### [ASSIGNMENT]
Only the lines from the first line of the records through the line containing "an ingestion endpoint." belong in the answer. Copy them exactly.

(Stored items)
// Copyright (c) 2025 Geoffrey Huntley <ghuntley@ghuntley.com>. All rights reserved.
// SPDX-License-Identifier: Proprietary

//! In-process fault telemetry for Rust services.
//!
//! The agent subscribes to the process's fault channels (the panic hook and
//! an unhandled-rejection channel), enriches each fault with parsed stack
//! frames, source snippets and environment details, reports each exception
//! identity at most once, and posts the result to an ingestion endpoint.
//! Delivery failures are logged and never escalate into new faults.
//!
//! # Example
//!
//! ```ignore
//! use faultline::{AgentConfig, Exception};
//!
//! let agent = faultline::init(faultline_config::load_config()?)?;
//!
//! if let Err(e) = charge_card().await {
//!     agent.capture_exception(Exception::from_error(&e), None);
//! }
//!
//! // Unobserved task errors go to the rejection channel.
//! faultline::spawn_detached(async move {
//!     refresh_cache().await.map_err(|e| Exception::from_error(&e))
//! });
//!
//! agent.flush(std::time::Duration::from_secs(2));
//! ```

pub mod agent;
pub mod dedupe;
pub mod enrich;
pub mod environment;
pub mod error;
pub mod hooks;
pub mod pipeline;
pub mod source;
pub mod transport;
pub mod worker;

pub use agent::{agent, init, Agent};
pub use dedupe::DedupeRegistry;
pub use enrich::Enricher;
pub use error::{AgentError, Result};
pub use hooks::{
	install_process_hooks, notify_unhandled_rejection, rejection_listener_count,
	release_process_hooks, spawn_detached, FaultSink, HookChannel, HookInstaller, HostChannels,
	ProcessChannels, UncaughtFault,
};
pub use pipeline::{Pipeline, ReportOutcome};
pub use source::SourceReader;
pub use transport::{DeliveryStatus, Endpoint, HttpTransport, Reporter, Transport};
pub use worker::{Dispatcher, WorkerCommand};

pub use faultline_config::AgentConfig;
pub use faultline_core::{Exception, Fault, FaultId, RequestMeta};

### [TASK ANSWER]
// Copyright (c) 2025 Geoffrey Huntley <ghuntley@ghuntley.com>. All rights reserved.
// SPDX-License-Identifier: Proprietary

//! In-process fault telemetry for Rust services.
//!
//! The agent subscribes to the process's fault channels (the panic hook and
//! an unhandled-rejection channel), enriches each fault with parsed stack
//! frames, source snippets and environment details, reports each exception
//! identity at most once, and posts the result to an ingestion endpoint.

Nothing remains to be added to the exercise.